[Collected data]
==============================
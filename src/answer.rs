//! Ring detection and auto-answer control loop.
//!
//! A single-threaded loop owns the modem: it polls for unsolicited output,
//! counts `RING` indications, collects caller ID tags, and answers once the
//! configured threshold is reached. Playback failures are logged and the
//! loop keeps listening; only a broken serial link ends the loop with an
//! error.

use crate::audio::Announcement;
use crate::call_log::{CallLog, CallOutcome, CallRecord};
use crate::error::AppError;
use crate::modem::{classify, CallerId, Modem, ModemLine, PlaybackSettings};
use crate::port::SerialPortAdapter;
use std::sync::atomic::{AtomicBool, Ordering};
use std::sync::Arc;
use std::time::{Duration, Instant};
use tracing::{debug, info, trace, warn};

/// Auto-answer policy.
#[derive(Debug, Clone)]
pub struct AnswerSettings {
    /// Rings to count before answering.
    pub rings_before_answer: u32,
    /// A ring burst that goes silent for this long is a caller who gave
    /// up; the partial count is discarded. Ring cadence is 5-6 s.
    pub ring_silence_reset: Duration,
    /// Pacing for the announcement stream.
    pub playback: PlaybackSettings,
}

impl Default for AnswerSettings {
    fn default() -> Self {
        Self {
            rings_before_answer: 2,
            ring_silence_reset: Duration::from_secs(8),
            playback: PlaybackSettings::default(),
        }
    }
}

/// What one poll of the line produced. Exposed so tests can drive the loop
/// step by step instead of racing a thread.
#[derive(Debug, Clone, Copy, PartialEq, Eq)]
pub enum LoopEvent {
    /// Nothing arrived within the read timeout.
    Idle,
    /// A ring was counted; threshold not yet reached.
    Ring { count: u32 },
    /// A stale ring burst was discarded.
    RingsExpired,
    /// A caller ID tag was folded into the pending record.
    CallerIdUpdate,
    /// The call was answered and playback attempted.
    CallAnswered { rings: u32, outcome: CallOutcome },
}

/// The answering machine: modem, announcement, policy, and per-call state.
pub struct AnswerMachine<P: SerialPortAdapter> {
    modem: Modem<P>,
    announcement: Announcement,
    settings: AnswerSettings,
    call_log: Option<CallLog>,
    shutdown: Arc<AtomicBool>,
    rings: u32,
    caller: CallerId,
    last_ring: Option<Instant>,
    calls_answered: u64,
}

impl<P: SerialPortAdapter> AnswerMachine<P> {
    pub fn new(
        modem: Modem<P>,
        announcement: Announcement,
        settings: AnswerSettings,
        call_log: Option<CallLog>,
        shutdown: Arc<AtomicBool>,
    ) -> Self {
        Self {
            modem,
            announcement,
            settings,
            call_log,
            shutdown,
            rings: 0,
            caller: CallerId::default(),
            last_ring: None,
            calls_answered: 0,
        }
    }

    /// Rings counted toward the current (unanswered) call.
    pub fn pending_rings(&self) -> u32 {
        self.rings
    }

    /// Caller ID collected for the current (unanswered) call.
    pub fn pending_caller(&self) -> &CallerId {
        &self.caller
    }

    /// Consume the machine and recover the modem.
    pub fn into_modem(self) -> Modem<P> {
        self.modem
    }

    /// Run until the shutdown flag is set, then hang up and return.
    pub fn run(mut self) -> Result<(), AppError> {
        info!(
            rings = self.settings.rings_before_answer,
            "listening for incoming calls"
        );
        while !self.shutdown.load(Ordering::Relaxed) {
            self.poll()?;
        }
        info!(calls = self.calls_answered, "shutting down; going on-hook");
        if let Err(e) = self.modem.hang_up() {
            warn!(error = %e, "final hangup failed");
        }
        Ok(())
    }

    /// Process at most one line of modem output.
    ///
    /// Bounded by the port's read timeout, so the run loop observes the
    /// shutdown flag at least once per timeout interval.
    pub fn poll(&mut self) -> Result<LoopEvent, AppError> {
        if self.rings > 0 {
            if let Some(last) = self.last_ring {
                if last.elapsed() >= self.settings.ring_silence_reset {
                    debug!(rings = self.rings, "ring burst went silent; caller gave up");
                    self.reset_call_state();
                    return Ok(LoopEvent::RingsExpired);
                }
            }
        }

        let line = match self.modem.read_line()? {
            Some(line) => line,
            None => return Ok(LoopEvent::Idle),
        };

        match classify(&line) {
            ModemLine::Ring => {
                self.rings += 1;
                self.last_ring = Some(Instant::now());
                info!(
                    count = self.rings,
                    threshold = self.settings.rings_before_answer,
                    "ring"
                );
                if self.rings >= self.settings.rings_before_answer {
                    self.answer()
                } else {
                    Ok(LoopEvent::Ring { count: self.rings })
                }
            }
            ModemLine::CallerId(tag) => {
                debug!(field = ?tag.field, value = %tag.value, "caller ID");
                self.caller.apply(tag);
                Ok(LoopEvent::CallerIdUpdate)
            }
            ModemLine::Empty => Ok(LoopEvent::Idle),
            other => {
                trace!(?other, "unsolicited modem output");
                Ok(LoopEvent::Idle)
            }
        }
    }

    fn answer(&mut self) -> Result<LoopEvent, AppError> {
        let rings = self.rings;
        let caller = std::mem::take(&mut self.caller);
        if caller.is_empty() {
            info!(rings, "answering call");
        } else {
            info!(rings, caller = %caller, "answering call");
        }

        let outcome = match self
            .modem
            .play_announcement(&self.announcement, &self.settings.playback)
        {
            Ok(()) => CallOutcome::Played,
            Err(e) => {
                warn!(error = %e, "announcement playback failed");
                if let Err(e) = self.modem.hang_up() {
                    warn!(error = %e, "hangup after failed playback also failed");
                }
                CallOutcome::Failed
            }
        };

        self.calls_answered += 1;
        let record = CallRecord::new(rings, (!caller.is_empty()).then_some(caller), outcome);
        if let Some(log) = &mut self.call_log {
            if let Err(e) = log.append(&record) {
                warn!(error = %e, "failed to append call record");
            }
        }

        self.reset_call_state();
        Ok(LoopEvent::CallAnswered { rings, outcome })
    }

    fn reset_call_state(&mut self) {
        self.rings = 0;
        self.last_ring = None;
        self.caller = CallerId::default();
    }
}

#[cfg(test)]
mod tests {
    use super::*;
    use crate::port::MockSerialPort;

    fn fast_settings() -> AnswerSettings {
        AnswerSettings {
            rings_before_answer: 2,
            ring_silence_reset: Duration::from_millis(40),
            playback: PlaybackSettings {
                chunk_frames: 8,
                inter_chunk_delay: Duration::ZERO,
                settle_delay: Duration::ZERO,
                drain_timeout: Duration::from_millis(5),
            },
        }
    }

    fn machine_with(
        script: impl FnOnce(&mut MockSerialPort),
    ) -> (AnswerMachine<MockSerialPort>, MockSerialPort) {
        let mut port = MockSerialPort::new("MOCK0");
        script(&mut port);
        let handle = port.clone();
        let machine = AnswerMachine::new(
            Modem::new(port),
            Announcement::from_raw(vec![0x80; 16]).unwrap(),
            fast_settings(),
            None,
            Arc::new(AtomicBool::new(false)),
        );
        (machine, handle)
    }

    #[test]
    fn test_idle_poll() {
        let (mut machine, _) = machine_with(|_| {});
        assert_eq!(machine.poll().unwrap(), LoopEvent::Idle);
        assert_eq!(machine.pending_rings(), 0);
    }

    #[test]
    fn test_first_ring_counts_without_answering() {
        let (mut machine, handle) = machine_with(|port| {
            port.enqueue_line("RING");
        });
        assert_eq!(machine.poll().unwrap(), LoopEvent::Ring { count: 1 });
        // No AT traffic: answering starts at the threshold, not before.
        assert!(handle.write_log().is_empty());
    }

    #[test]
    fn test_caller_id_collected_between_rings() {
        let (mut machine, _) = machine_with(|port| {
            port.enqueue_line("RING");
            port.enqueue_line("NMBR = 5550100");
        });
        machine.poll().unwrap();
        assert_eq!(machine.poll().unwrap(), LoopEvent::CallerIdUpdate);
        assert_eq!(
            machine.pending_caller().number.as_deref(),
            Some("5550100")
        );
    }

    #[test]
    fn test_stale_ring_burst_resets() {
        let (mut machine, _) = machine_with(|port| {
            port.enqueue_line("RING");
        });
        assert_eq!(machine.poll().unwrap(), LoopEvent::Ring { count: 1 });

        std::thread::sleep(Duration::from_millis(60));
        assert_eq!(machine.poll().unwrap(), LoopEvent::RingsExpired);
        assert_eq!(machine.pending_rings(), 0);
    }

    #[test]
    fn test_second_ring_answers() {
        let (mut machine, handle) = machine_with(|port| {
            port.enqueue_line("RING");
            port.enqueue_line("RING");
            port.enqueue_exchange("AT+FCLASS=8", "OK");
            port.enqueue_exchange("AT+VSM=128,8000", "OK");
            port.enqueue_exchange("AT+VLS=1", "OK");
            port.enqueue_exchange("AT+VTX", "CONNECT");
            port.enqueue_line("OK"); // stream drain acknowledgment
            port.enqueue_exchange("ATH", "OK");
        });

        assert_eq!(machine.poll().unwrap(), LoopEvent::Ring { count: 1 });
        assert_eq!(
            machine.poll().unwrap(),
            LoopEvent::CallAnswered {
                rings: 2,
                outcome: CallOutcome::Played
            }
        );
        assert_eq!(machine.pending_rings(), 0);

        let written = handle.written_string();
        assert!(written.contains("AT+FCLASS=8\r"));
        assert!(written.contains("AT+VTX\r"));
        assert!(written.ends_with("ATH\r"));
    }

    #[test]
    fn test_failed_voice_setup_keeps_listening() {
        let (mut machine, handle) = machine_with(|port| {
            port.enqueue_line("RING");
            port.enqueue_line("RING");
            port.enqueue_exchange("AT+FCLASS=8", "ERROR");
            port.enqueue_exchange("ATH", "OK"); // hangup after the failure
        });

        machine.poll().unwrap();
        assert_eq!(
            machine.poll().unwrap(),
            LoopEvent::CallAnswered {
                rings: 2,
                outcome: CallOutcome::Failed
            }
        );

        // The loop is ready for the next call.
        assert_eq!(machine.pending_rings(), 0);
        assert!(handle.written_string().contains("ATH\r"));
    }
}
==============================
Nothing beyond the lines from the start of the entries through the line with "use crate::audio::Announcement;" should appear. Repeat those lines exactly, both ends included.

filename src/answer.rs
//! Ring detection and auto-answer control loop.
//!
//! A single-threaded loop owns the modem: it polls for unsolicited output,
//! counts `RING` indications, collects caller ID tags, and answers once the
//! configured threshold is reached. Playback failures are logged and the
//! loop keeps listening; only a broken serial link ends the loop with an
//! error.

use crate::audio::Announcement;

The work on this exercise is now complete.